[Saved entries]
_ _ _

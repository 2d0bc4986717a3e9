//! Identifier and validated scalar types for task references.

use super::TaskDomainError;
use serde::{Deserialize, Serialize};
use std::fmt;
use std::str::FromStr;

/// Project identifier owning a sequence of numbered tasks.
#[derive(Debug, Clone, PartialEq, Eq, PartialOrd, Ord, Hash, Serialize, Deserialize)]
#[serde(try_from = "String", into = "String")]
pub struct ProjectId(String);

impl ProjectId {
    /// Longest project identifier accepted by the persisted schema.
    const MAX_LENGTH: usize = 100;

    /// Creates a validated project identifier.
    ///
    /// # Errors
    ///
    /// Returns [`TaskDomainError::InvalidProjectId`] when the value is empty
    /// after trimming, contains whitespace or `/`, or exceeds 100 characters.
    pub fn new(value: impl Into<String>) -> Result<Self, TaskDomainError> {
        let raw = value.into();
        let normalized = raw.trim();
        let is_valid = !normalized.is_empty()
            && normalized.chars().count() <= Self::MAX_LENGTH
            && !normalized
                .chars()
                .any(|ch| ch.is_whitespace() || ch == '/');

        if !is_valid {
            return Err(TaskDomainError::InvalidProjectId(raw));
        }

        Ok(Self(normalized.to_owned()))
    }

    /// Returns the project identifier as `str`.
    #[must_use]
    pub fn as_str(&self) -> &str {
        &self.0
    }
}

impl TryFrom<String> for ProjectId {
    type Error = TaskDomainError;

    fn try_from(value: String) -> Result<Self, Self::Error> {
        Self::new(value)
    }
}

impl From<ProjectId> for String {
    fn from(value: ProjectId) -> Self {
        value.0
    }
}

impl AsRef<str> for ProjectId {
    fn as_ref(&self) -> &str {
        self.as_str()
    }
}

impl fmt::Display for ProjectId {
    fn fmt(&self, f: &mut fmt::Formatter<'_>) -> fmt::Result {
        f.write_str(&self.0)
    }
}

/// Positive per-project task sequence number.
#[derive(Debug, Clone, Copy, PartialEq, Eq, PartialOrd, Ord, Hash, Serialize, Deserialize)]
#[serde(try_from = "u64", into = "u64")]
pub struct TaskNumber(u64);

impl TaskNumber {
    /// Largest task number representable in the current `PostgreSQL` schema.
    const MAX_PERSISTED_VALUE: u64 = i64::MAX as u64;

    /// Creates a validated task number.
    ///
    /// # Errors
    ///
    /// Returns [`TaskDomainError::InvalidTaskNumber`] when the value is zero
    /// or exceeds the schema-backed maximum (`i64::MAX`).
    pub const fn new(value: u64) -> Result<Self, TaskDomainError> {
        if value == 0 || value > Self::MAX_PERSISTED_VALUE {
            return Err(TaskDomainError::InvalidTaskNumber(value));
        }
        Ok(Self(value))
    }

    /// Returns the underlying numeric value.
    #[must_use]
    pub const fn value(self) -> u64 {
        self.0
    }
}

impl TryFrom<u64> for TaskNumber {
    type Error = TaskDomainError;

    fn try_from(value: u64) -> Result<Self, Self::Error> {
        Self::new(value)
    }
}

impl From<TaskNumber> for u64 {
    fn from(value: TaskNumber) -> Self {
        value.0
    }
}

impl fmt::Display for TaskNumber {
    fn fmt(&self, f: &mut fmt::Formatter<'_>) -> fmt::Result {
        write!(f, "{}", self.0)
    }
}

/// Composite identity of a task: its project plus sequence number.
///
/// Identities are only referenced here; allocation belongs to the task store.
/// The canonical text form is `project/number`, for example `P/1`.
#[derive(Debug, Clone, PartialEq, Eq, PartialOrd, Ord, Hash, Serialize, Deserialize)]
pub struct TaskIdentity {
    project_id: ProjectId,
    task_number: TaskNumber,
}

impl TaskIdentity {
    /// Creates an identity from validated parts.
    #[must_use]
    pub const fn new(project_id: ProjectId, task_number: TaskNumber) -> Self {
        Self {
            project_id,
            task_number,
        }
    }

    /// Creates an identity from raw parts.
    ///
    /// # Errors
    ///
    /// Returns [`TaskDomainError`] when either part fails validation.
    pub fn from_parts(project_id: &str, task_number: u64) -> Result<Self, TaskDomainError> {
        Ok(Self::new(
            ProjectId::new(project_id)?,
            TaskNumber::new(task_number)?,
        ))
    }

    /// Returns the owning project.
    #[must_use]
    pub const fn project_id(&self) -> &ProjectId {
        &self.project_id
    }

    /// Returns the per-project task number.
    #[must_use]
    pub const fn task_number(&self) -> TaskNumber {
        self.task_number
    }
}

impl fmt::Display for TaskIdentity {
    fn fmt(&self, f: &mut fmt::Formatter<'_>) -> fmt::Result {
        write!(f, "{}/{}", self.project_id, self.task_number)
    }
}

impl FromStr for TaskIdentity {
    type Err = TaskDomainError;

    fn from_str(value: &str) -> Result<Self, Self::Err> {
        let invalid = || TaskDomainError::InvalidTaskReference(value.to_owned());
        let (project, number) = value.trim().rsplit_once('/').ok_or_else(invalid)?;
        let task_number = number.parse::<u64>().map_err(|_| invalid())?;
        Self::from_parts(project, task_number)
    }
}

impl TryFrom<&str> for TaskIdentity {
    type Error = TaskDomainError;

    fn try_from(value: &str) -> Result<Self, Self::Error> {
        value.parse()
    }
}
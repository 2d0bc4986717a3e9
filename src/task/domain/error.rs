//! Error types for task reference validation and parsing.

use thiserror::Error;

/// Errors returned while constructing task reference values.
#[derive(Debug, Clone, Error, PartialEq, Eq)]
pub enum TaskDomainError {
    /// The project identifier is empty, too long, or malformed.
    #[error("invalid project identifier '{0}'")]
    InvalidProjectId(String),

    /// The task number is invalid.
    #[error("invalid task number {0}, expected a positive integer")]
    InvalidTaskNumber(u64),

    /// The text form does not follow `project/number`.
    #[error("invalid task reference '{0}', expected project/number")]
    InvalidTaskReference(String),
}
//! Task references shared by the dependency graph and the status engine.
//!
//! The surrounding tracker owns task storage and identity allocation; this
//! module only models the composite `(project, number)` identity and the
//! resolver port used to confirm that a referenced task exists:
//!
//! - Domain types in [`domain`]
//! - Port contracts in [`ports`]
//! - Adapter implementations in [`adapters`]

pub mod adapters;
pub mod domain;
pub mod ports;
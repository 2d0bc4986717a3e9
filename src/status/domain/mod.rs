//! Domain model for task lifecycle status.
//!
//! Status is never stored directly: it is derived from the newest applied
//! [`TransitionRecord`] for a task, falling back to [`TaskStatus::INITIAL`].

mod error;
mod policy;
mod record;
mod status;
mod table;

pub use error::{ParseTaskStatusError, ParseTriggerKindError, StatusDomainError};
pub use policy::ApprovalPolicy;
pub use record::{
    Actor, PersistedTransitionRecord, TransitionDraft, TransitionRecord, TransitionRecordId,
    TriggerKind,
};
pub use status::TaskStatus;
pub use table::TransitionTable;
//! In-memory task registry for tests and embedded use.

use async_trait::async_trait;
use std::collections::HashSet;
use std::sync::{Arc, RwLock};

use crate::task::{
    domain::TaskIdentity,
    ports::{TaskRefResolver, TaskResolverError, TaskResolverResult},
};

/// Thread-safe registry of known task identities.
#[derive(Debug, Clone, Default)]
pub struct InMemoryTaskRegistry {
    tasks: Arc<RwLock<HashSet<TaskIdentity>>>,
}

impl InMemoryTaskRegistry {
    /// Creates an empty registry.
    #[must_use]
    pub fn new() -> Self {
        Self::default()
    }

    /// Creates a registry pre-populated with the given identities.
    #[must_use]
    pub fn with_tasks(tasks: impl IntoIterator<Item = TaskIdentity>) -> Self {
        Self {
            tasks: Arc::new(RwLock::new(tasks.into_iter().collect())),
        }
    }

    /// Registers a task identity.
    ///
    /// Returns `false` when the identity was already registered.
    ///
    /// # Errors
    ///
    /// Returns [`TaskResolverError::Unavailable`] when the registry lock is
    /// poisoned.
    pub fn register(&self, task: TaskIdentity) -> TaskResolverResult<bool> {
        let mut tasks = self.tasks.write().map_err(|err| {
            TaskResolverError::unavailable(std::io::Error::other(err.to_string()))
        })?;
        Ok(tasks.insert(task))
    }

    /// Removes a task identity, returning whether it was present.
    ///
    /// # Errors
    ///
    /// Returns [`TaskResolverError::Unavailable`] when the registry lock is
    /// poisoned.
    pub fn forget(&self, task: &TaskIdentity) -> TaskResolverResult<bool> {
        let mut tasks = self.tasks.write().map_err(|err| {
            TaskResolverError::unavailable(std::io::Error::other(err.to_string()))
        })?;
        Ok(tasks.remove(task))
    }
}

#[async_trait]
impl TaskRefResolver for InMemoryTaskRegistry {
    async fn exists(&self, task: &TaskIdentity) -> TaskResolverResult<bool> {
        let tasks = self.tasks.read().map_err(|err| {
            TaskResolverError::unavailable(std::io::Error::other(err.to_string()))
        })?;
        Ok(tasks.contains(task))
    }
}
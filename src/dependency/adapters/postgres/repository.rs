//! `PostgreSQL` repository implementation for dependency edge storage.

use super::{
    models::{DependencyRow, NewDependencyRow},
    schema::task_dependencies,
};
use crate::dependency::{
    domain::{DependencyEdge, DependencyType, PersistedDependencyEdge},
    ports::{DependencyEdgeRepository, DependencyRepositoryError, DependencyRepositoryResult},
};
use crate::task::domain::TaskIdentity;
use async_trait::async_trait;
use diesel::pg::PgConnection;
use diesel::prelude::*;
use diesel::r2d2::{ConnectionManager, Pool};
use diesel::result::{DatabaseErrorKind, Error as DieselError};

/// `PostgreSQL` connection pool type used by dependency adapters.
pub type DependencyPgPool = Pool<ConnectionManager<PgConnection>>;

/// `PostgreSQL`-backed dependency edge repository.
#[derive(Debug, Clone)]
pub struct PostgresDependencyRepository {
    pool: DependencyPgPool,
}

impl PostgresDependencyRepository {
    /// Creates a new repository from a `PostgreSQL` connection pool.
    #[must_use]
    pub const fn new(pool: DependencyPgPool) -> Self {
        Self { pool }
    }

    async fn run_blocking<F, T>(&self, f: F) -> DependencyRepositoryResult<T>
    where
        F: FnOnce(&mut PgConnection) -> DependencyRepositoryResult<T> + Send + 'static,
        T: Send + 'static,
    {
        let pool = self.pool.clone();
        tokio::task::spawn_blocking(move || {
            let mut connection = pool.get().map_err(DependencyRepositoryError::persistence)?;
            f(&mut connection)
        })
        .await
        .map_err(DependencyRepositoryError::persistence)?
    }
}

#[async_trait]
impl DependencyEdgeRepository for PostgresDependencyRepository {
    async fn save_edge(&self, edge: &DependencyEdge) -> DependencyRepositoryResult<()> {
        let new_row = to_new_row(edge)?;
        let predecessor = edge.predecessor().clone();
        let successor = edge.successor().clone();

        self.run_blocking(move |connection| {
            diesel::insert_into(task_dependencies::table)
                .values(&new_row)
                .execute(connection)
                .map_err(|err| match err {
                    DieselError::DatabaseError(DatabaseErrorKind::UniqueViolation, _) => {
                        DependencyRepositoryError::DuplicateEdge {
                            predecessor: predecessor.clone(),
                            successor: successor.clone(),
                        }
                    }
                    _ => DependencyRepositoryError::persistence(err),
                })?;
            Ok(())
        })
        .await
    }

    async fn delete_edge(
        &self,
        predecessor: &TaskIdentity,
        successor: &TaskIdentity,
    ) -> DependencyRepositoryResult<bool> {
        let (predecessor_project, predecessor_number) = to_columns(predecessor)?;
        let (successor_project, successor_number) = to_columns(successor)?;

        self.run_blocking(move |connection| {
            let deleted = diesel::delete(
                task_dependencies::table
                    .filter(task_dependencies::predecessor_project_id.eq(predecessor_project))
                    .filter(task_dependencies::predecessor_task_number.eq(predecessor_number))
                    .filter(task_dependencies::successor_project_id.eq(successor_project))
                    .filter(task_dependencies::successor_task_number.eq(successor_number)),
            )
            .execute(connection)
            .map_err(DependencyRepositoryError::persistence)?;
            Ok(deleted > 0)
        })
        .await
    }

    async fn load_edges(&self) -> DependencyRepositoryResult<Vec<DependencyEdge>> {
        self.run_blocking(|connection| {
            let rows = task_dependencies::table
                .order(task_dependencies::created_at.asc())
                .select(DependencyRow::as_select())
                .load::<DependencyRow>(connection)
                .map_err(DependencyRepositoryError::persistence)?;
            rows.into_iter().map(row_to_edge).collect()
        })
        .await
    }
}

fn to_columns(task: &TaskIdentity) -> DependencyRepositoryResult<(String, i64)> {
    let number =
        i64::try_from(task.task_number().value()).map_err(DependencyRepositoryError::persistence)?;
    Ok((task.project_id().as_str().to_owned(), number))
}

fn from_columns(project_id: &str, task_number: i64) -> DependencyRepositoryResult<TaskIdentity> {
    let number = u64::try_from(task_number).map_err(DependencyRepositoryError::persistence)?;
    TaskIdentity::from_parts(project_id, number).map_err(DependencyRepositoryError::persistence)
}

fn to_new_row(edge: &DependencyEdge) -> DependencyRepositoryResult<NewDependencyRow> {
    let (predecessor_project_id, predecessor_task_number) = to_columns(edge.predecessor())?;
    let (successor_project_id, successor_task_number) = to_columns(edge.successor())?;

    Ok(NewDependencyRow {
        predecessor_project_id,
        predecessor_task_number,
        successor_project_id,
        successor_task_number,
        dependency_type: edge.dependency_type().as_str().to_owned(),
        created_at: edge.created_at(),
    })
}

fn row_to_edge(row: DependencyRow) -> DependencyRepositoryResult<DependencyEdge> {
    let DependencyRow {
        predecessor_project_id,
        predecessor_task_number,
        successor_project_id,
        successor_task_number,
        dependency_type,
        created_at,
    } = row;

    let data = PersistedDependencyEdge {
        predecessor: from_columns(&predecessor_project_id, predecessor_task_number)?,
        successor: from_columns(&successor_project_id, successor_task_number)?,
        dependency_type: DependencyType::new(dependency_type)
            .map_err(DependencyRepositoryError::persistence)?,
        created_at,
    };
    Ok(DependencyEdge::from_persisted(data))
}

_ _ _

Task description >> For the word "Creates", find all matching lines in the entries above and copy them out.

Answer to this task >>
    /// Creates a validated project identifier.
    /// Creates a validated task number.
    /// Creates an identity from validated parts.
    /// Creates an identity from raw parts.
    /// Creates an empty registry.
    /// Creates a registry pre-populated with the given identities.
    /// Creates a new repository from a `PostgreSQL` connection pool.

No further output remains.